Several previous studies on BIM have been conducted, but very few studies have been conducted that describe the integration of BIM into LCA and LCCA. Basbagill et al.  developed a combined BIM-LCA method to figure out which materials and superstructure designs could be effective in terms of CO2 emissions reduction according to BIM prescriptions for replacing materials in different types of structures. Consequently, it is possible to provide a method to help engineers select materials and superstructures appropriately during the early phases of a project. Han et al.  suggested an optimization method for building components that integrates genetic algorithms into the BIM approach, along with the LCCA result for each component. In this research, the BIM approach was utilized to calculate the energy consumption as a function of the installation of each component. Ristimäki et al.  developed a model for combining LCA and LCCA, in which a single energy system was adopted. This research demonstrated that the developed model was limited to a small part of a building, because of the difficulty in acquiring the data necessary to conduct the two analysis methods simultaneously. Iddon and Firth  analyzed CO2 emissions of a small dwelling house during the planning phase, where they utilized the BIM approach to consider various alternatives to building components, including structure and envelope systems.
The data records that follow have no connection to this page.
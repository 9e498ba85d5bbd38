//! Attempt loop for one logical call.

use std::{sync::Arc, time::Duration};

use crate::{
    clock::wait, AttemptExecutor, AttemptFailure, BackoffPolicy, CallContext, ClientOptions,
    Clock, DispatchError, HttpRequest, HttpResponse, Result, RetryClassifier, StatusError,
    TokioClock, Transport,
};

/// Drives sequential physical attempts until success, a terminal failure,
/// an exhausted budget, or caller cancellation.
#[derive(Clone)]
pub struct RetryLoop {
    executor: AttemptExecutor,
    clock: Arc<dyn Clock>,
    classifier: RetryClassifier,
    backoff: BackoffPolicy,
    max_attempts: u32,
    max_elapsed: Option<Duration>,
}

impl RetryLoop {
    /// Builds a loop over `transport` with budget, backoff and classification
    /// taken from `options`, using the tokio clock.
    pub fn new(transport: Arc<dyn Transport>, options: &ClientOptions) -> Self {
        let clock: Arc<dyn Clock> = Arc::new(TokioClock);
        let executor = AttemptExecutor::new(transport, clock.clone())
            .with_timeout(options.attempt_timeout_ms.map(Duration::from_millis));
        Self {
            executor,
            clock,
            classifier: RetryClassifier::from_options(options),
            backoff: BackoffPolicy::from_options(options),
            max_attempts: options.max_attempts(),
            max_elapsed: options.max_elapsed_ms.map(Duration::from_millis),
        }
    }

    /// Replaces the clock for both backoff waits and attempt timeouts.
    pub fn with_clock(mut self, clock: Arc<dyn Clock>) -> Self {
        self.executor.set_clock(clock.clone());
        self.clock = clock;
        self
    }

    /// Replaces the retry classifier.
    pub fn with_classifier(mut self, classifier: RetryClassifier) -> Self {
        self.classifier = classifier;
        self
    }

    /// Replaces the backoff policy.
    pub fn with_backoff(mut self, backoff: BackoffPolicy) -> Self {
        self.backoff = backoff;
        self
    }

    /// Total attempts allowed, including the first.
    pub fn max_attempts(&self) -> u32 {
        self.max_attempts
    }

    /// Clock currently in use.
    pub fn clock(&self) -> Arc<dyn Clock> {
        self.clock.clone()
    }

    /// Runs the call. `build` produces the physical request for each 1-based
    /// attempt and is invoked once per attempt.
    ///
    /// A fired context is reported as [`DispatchError::Canceled`] or
    /// [`DispatchError::DeadlineExceeded`] even when the in-flight attempt
    /// produced a response.
    pub async fn run<F>(&self, ctx: &CallContext, mut build: F) -> Result<HttpResponse>
    where
        F: FnMut(u32) -> Result<HttpRequest>,
    {
        let started = self.clock.now();
        let mut attempt = 1u32;

        loop {
            ctx.check()?;
            let request = build(attempt)?;

            #[cfg(feature = "tracing")]
            tracing::debug!(
                attempt,
                method = %request.method,
                url = %request.url,
                "sending attempt"
            );

            let record = self.executor.execute(attempt, request, ctx).await;
            ctx.check()?;

            let decision = self.classifier.classify(&record.outcome);
            let failure = match record.outcome {
                Ok(response) if response.is_success() => {
                    #[cfg(feature = "tracing")]
                    tracing::debug!(attempt, status = %response.status, "attempt succeeded");
                    return Ok(response);
                }
                Ok(response) => AttemptFailure::Status(StatusError {
                    status: response.status.as_u16(),
                    body: response.text(),
                    headers: response.headers,
                }),
                Err(err) => AttemptFailure::Transport(err),
            };

            if !decision.retryable {
                #[cfg(feature = "tracing")]
                tracing::debug!(
                    attempt,
                    error = %failure,
                    "attempt failed with non-retryable outcome"
                );
                return Err(DispatchError::Failed(failure));
            }
            if attempt >= self.max_attempts {
                #[cfg(feature = "tracing")]
                tracing::warn!(attempts = attempt, error = %failure, "retries exhausted");
                return Err(DispatchError::RetriesExhausted {
                    attempts: attempt,
                    last: failure,
                });
            }

            let delay = self.backoff.delay(attempt, decision.hint);
            if let Some(limit) = self.max_elapsed {
                let elapsed = self.clock.now().saturating_duration_since(started);
                if elapsed.saturating_add(delay) > limit {
                    #[cfg(feature = "tracing")]
                    tracing::warn!(attempts = attempt, ?elapsed, "retry time budget exhausted");
                    return Err(DispatchError::RetriesExhausted {
                        attempts: attempt,
                        last: failure,
                    });
                }
            }

            #[cfg(feature = "tracing")]
            tracing::debug!(
                attempt,
                elapsed_ms = record.elapsed.as_millis() as u64,
                delay_ms = delay.as_millis() as u64,
                hint_ms = decision.hint.map(|hint| hint.as_millis() as u64),
                error = %failure,
                "retrying after delay"
            );

            wait(self.clock.as_ref(), delay, ctx).await?;
            attempt += 1;
        }
    }
}

#[cfg(test)]
mod tests {
    use std::{
        sync::{
            atomic::{AtomicU32, Ordering},
            Arc, Mutex,
        },
        time::Duration,
    };

    use async_trait::async_trait;
    use reqwest::{header::HeaderMap, Method, StatusCode};
    use tokio::time::Instant;

    use super::RetryLoop;
    use crate::{
        transport_fn, BackoffPolicy, CallContext, ClientOptions, Clock, DispatchError,
        HttpRequest, HttpResponse, RetryClassifier, TransportError,
    };

    /// Records requested delays and returns at once.
    #[derive(Default)]
    struct RecordingClock {
        delays: Mutex<Vec<Duration>>,
    }

    #[async_trait]
    impl Clock for RecordingClock {
        fn now(&self) -> Instant {
            Instant::now()
        }

        async fn sleep(&self, delay: Duration) {
            self.delays
                .lock()
                .expect("delay log mutex must not be poisoned")
                .push(delay);
        }
    }

    fn build(attempt: u32) -> crate::Result<HttpRequest> {
        let mut headers = HeaderMap::new();
        headers.insert("x-retry-count", (attempt - 1).into());
        Ok(HttpRequest {
            method: Method::POST,
            url: "http://localhost/v1/messages".to_owned(),
            headers,
            body: Some(b"{}".to_vec()),
        })
    }

    fn scripted(statuses: Vec<(StatusCode, Option<&'static str>)>) -> (Arc<AtomicU32>, RetryLoop) {
        let hits = Arc::new(AtomicU32::new(0));
        let counter = hits.clone();
        let statuses = Arc::new(statuses);
        let transport = transport_fn(move |_request, _ctx| {
            let index = counter.fetch_add(1, Ordering::SeqCst) as usize;
            let (status, retry_after) = statuses
                .get(index)
                .copied()
                .unwrap_or((StatusCode::INTERNAL_SERVER_ERROR, None));
            async move {
                let response = HttpResponse::new(status);
                match retry_after {
                    Some(value) => response.with_header("Retry-After", value),
                    None => Ok(response),
                }
            }
        });
        (hits, RetryLoop::new(Arc::new(transport), &ClientOptions::default()))
    }

    #[tokio::test]
    async fn returns_first_success_without_retrying() {
        let (hits, retry) = scripted(vec![(StatusCode::OK, None)]);
        let clock = Arc::new(RecordingClock::default());
        let retry = retry.with_clock(clock.clone());

        let response = retry
            .run(&CallContext::new(), build)
            .await
            .expect("call must succeed");

        assert_eq!(response.status, StatusCode::OK);
        assert_eq!(hits.load(Ordering::SeqCst), 1);
        assert!(clock.delays.lock().expect("lock").is_empty());
    }

    #[tokio::test]
    async fn retries_until_success() {
        let (hits, retry) = scripted(vec![
            (StatusCode::SERVICE_UNAVAILABLE, Some("0")),
            (StatusCode::TOO_MANY_REQUESTS, Some("0")),
            (StatusCode::CREATED, None),
        ]);
        let clock = Arc::new(RecordingClock::default());
        let retry = retry.with_clock(clock.clone());

        let response = retry
            .run(&CallContext::new(), build)
            .await
            .expect("third attempt must succeed");

        assert_eq!(response.status, StatusCode::CREATED);
        assert_eq!(hits.load(Ordering::SeqCst), 3);
        assert_eq!(
            *clock.delays.lock().expect("lock"),
            vec![Duration::ZERO, Duration::ZERO]
        );
    }

    #[tokio::test]
    async fn exhausts_after_max_attempts() {
        let (hits, retry) = scripted(vec![(StatusCode::BAD_GATEWAY, Some("0")); 10]);
        let clock = Arc::new(RecordingClock::default());
        let retry = retry.with_clock(clock.clone());

        let err = retry
            .run(&CallContext::new(), build)
            .await
            .expect_err("all attempts fail");

        match err {
            DispatchError::RetriesExhausted { attempts, last } => {
                assert_eq!(attempts, 3);
                assert_eq!(last.status(), Some(502));
            }
            other => panic!("expected exhausted retries, got {other:?}"),
        }
        assert_eq!(hits.load(Ordering::SeqCst), 3);
        assert_eq!(clock.delays.lock().expect("lock").len(), 2);
    }

    #[tokio::test]
    async fn non_retryable_status_is_terminal_immediately() {
        let (hits, retry) = scripted(vec![(StatusCode::UNPROCESSABLE_ENTITY, Some("0"))]);
        let retry = retry.with_clock(Arc::new(RecordingClock::default()));

        let err = retry
            .run(&CallContext::new(), build)
            .await
            .expect_err("422 must not retry");

        assert!(matches!(err, DispatchError::Failed(_)));
        assert_eq!(err.status(), Some(422));
        assert_eq!(hits.load(Ordering::SeqCst), 1);
    }

    #[tokio::test]
    async fn computed_backoff_used_without_hint() {
        let (_, retry) = scripted(vec![(StatusCode::INTERNAL_SERVER_ERROR, None); 3]);
        let clock = Arc::new(RecordingClock::default());
        let retry = retry.with_clock(clock.clone());

        let _ = retry.run(&CallContext::new(), build).await;

        let delays = clock.delays.lock().expect("lock").clone();
        assert_eq!(delays.len(), 2);
        assert!(delays[0] <= Duration::from_millis(500) && delays[0] >= Duration::from_millis(375));
        assert!(delays[1] <= Duration::from_secs(1) && delays[1] >= Duration::from_millis(750));
    }

    #[tokio::test]
    async fn elapsed_budget_stops_retries() {
        let hits = Arc::new(AtomicU32::new(0));
        let counter = hits.clone();
        let transport = transport_fn(move |_request, _ctx| {
            counter.fetch_add(1, Ordering::SeqCst);
            async {
                HttpResponse::new(StatusCode::SERVICE_UNAVAILABLE).with_header("retry-after", "5")
            }
        });
        let options = ClientOptions {
            max_retries: 5,
            max_elapsed_ms: Some(1_000),
            ..ClientOptions::default()
        };
        let retry = RetryLoop::new(Arc::new(transport), &options)
            .with_clock(Arc::new(RecordingClock::default()));

        let err = retry
            .run(&CallContext::new(), build)
            .await
            .expect_err("budget must stop retries");

        assert!(matches!(err, DispatchError::RetriesExhausted { attempts: 1, .. }));
        assert_eq!(hits.load(Ordering::SeqCst), 1);
    }

    #[tokio::test]
    async fn transport_errors_are_retried() {
        let hits = Arc::new(AtomicU32::new(0));
        let counter = hits.clone();
        let transport = transport_fn(move |_request, _ctx| {
            let seen = counter.fetch_add(1, Ordering::SeqCst);
            async move {
                if seen == 0 {
                    Err(TransportError::timeout("connection stalled"))
                } else {
                    Ok(HttpResponse::new(StatusCode::OK))
                }
            }
        });
        let retry = RetryLoop::new(Arc::new(transport), &ClientOptions::default())
            .with_clock(Arc::new(RecordingClock::default()));

        retry
            .run(&CallContext::new(), build)
            .await
            .expect("second attempt must succeed");
        assert_eq!(hits.load(Ordering::SeqCst), 2);
    }

    #[tokio::test]
    async fn custom_classifier_and_backoff_are_used() {
        let (hits, retry) = scripted(vec![(StatusCode::NOT_FOUND, None); 3]);
        let clock = Arc::new(RecordingClock::default());
        let retry = retry
            .with_classifier(RetryClassifier::new([404], false))
            .with_backoff(BackoffPolicy {
                base_delay: Duration::from_millis(10),
                max_delay: Duration::from_millis(10),
                jitter_ratio: 0.0,
                max_retry_after: Duration::from_secs(1),
            })
            .with_clock(clock.clone());

        let err = retry
            .run(&CallContext::new(), build)
            .await
            .expect_err("404 keeps failing");

        assert!(matches!(err, DispatchError::RetriesExhausted { attempts: 3, .. }));
        assert_eq!(hits.load(Ordering::SeqCst), 3);
        assert_eq!(
            *clock.delays.lock().expect("lock"),
            vec![Duration::from_millis(10); 2]
        );
    }

    #[tokio::test]
    async fn canceled_context_sends_nothing() {
        let (hits, retry) = scripted(vec![(StatusCode::OK, None)]);
        let ctx = CallContext::new();
        ctx.cancellation_token().cancel();

        let err = retry.run(&ctx, build).await.expect_err("must be canceled");

        assert!(matches!(err, DispatchError::Canceled));
        assert_eq!(hits.load(Ordering::SeqCst), 0);
    }

    #[tokio::test]
    async fn build_errors_are_not_retried() {
        let (hits, retry) = scripted(vec![]);
        let err = retry
            .run(&CallContext::new(), |_| {
                Err(DispatchError::InvalidRequest("bad url".to_owned()))
            })
            .await
            .expect_err("build error must surface");

        assert!(matches!(err, DispatchError::InvalidRequest(_)));
        assert_eq!(hits.load(Ordering::SeqCst), 0);
    }
}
In the previous research referenced above, BIM has been used mostly to conveniently generate various design alternatives for conducting LCA or LCCA analysis, but there have been few ideas or theories on how BIM could not only be integrated to conduct LCA and LCCA, but also how to conduct them simultaneously.
2.4. Problem Statements
Given the increased focus on the economic and environmental performances of construction projects, most of the elements comprising projects have been considered in evaluations of their performances using LCA and LCCA. Despite this, the previous studies that were conducted had the following limitations. (i) The analyses were limited to a small number of design alternatives, because a large volume of data was needed to implement the LCA and LCCA. (ii) Some recycling of previous data was needed for each implementation of the LCA and LCCA because of the unique characteristics of construction projects. (iii) There has been little research focused on the application of the BIM approach for conducting LCA and LCCA simultaneously, for the purposes of reducing and recycling the information required for the two methods.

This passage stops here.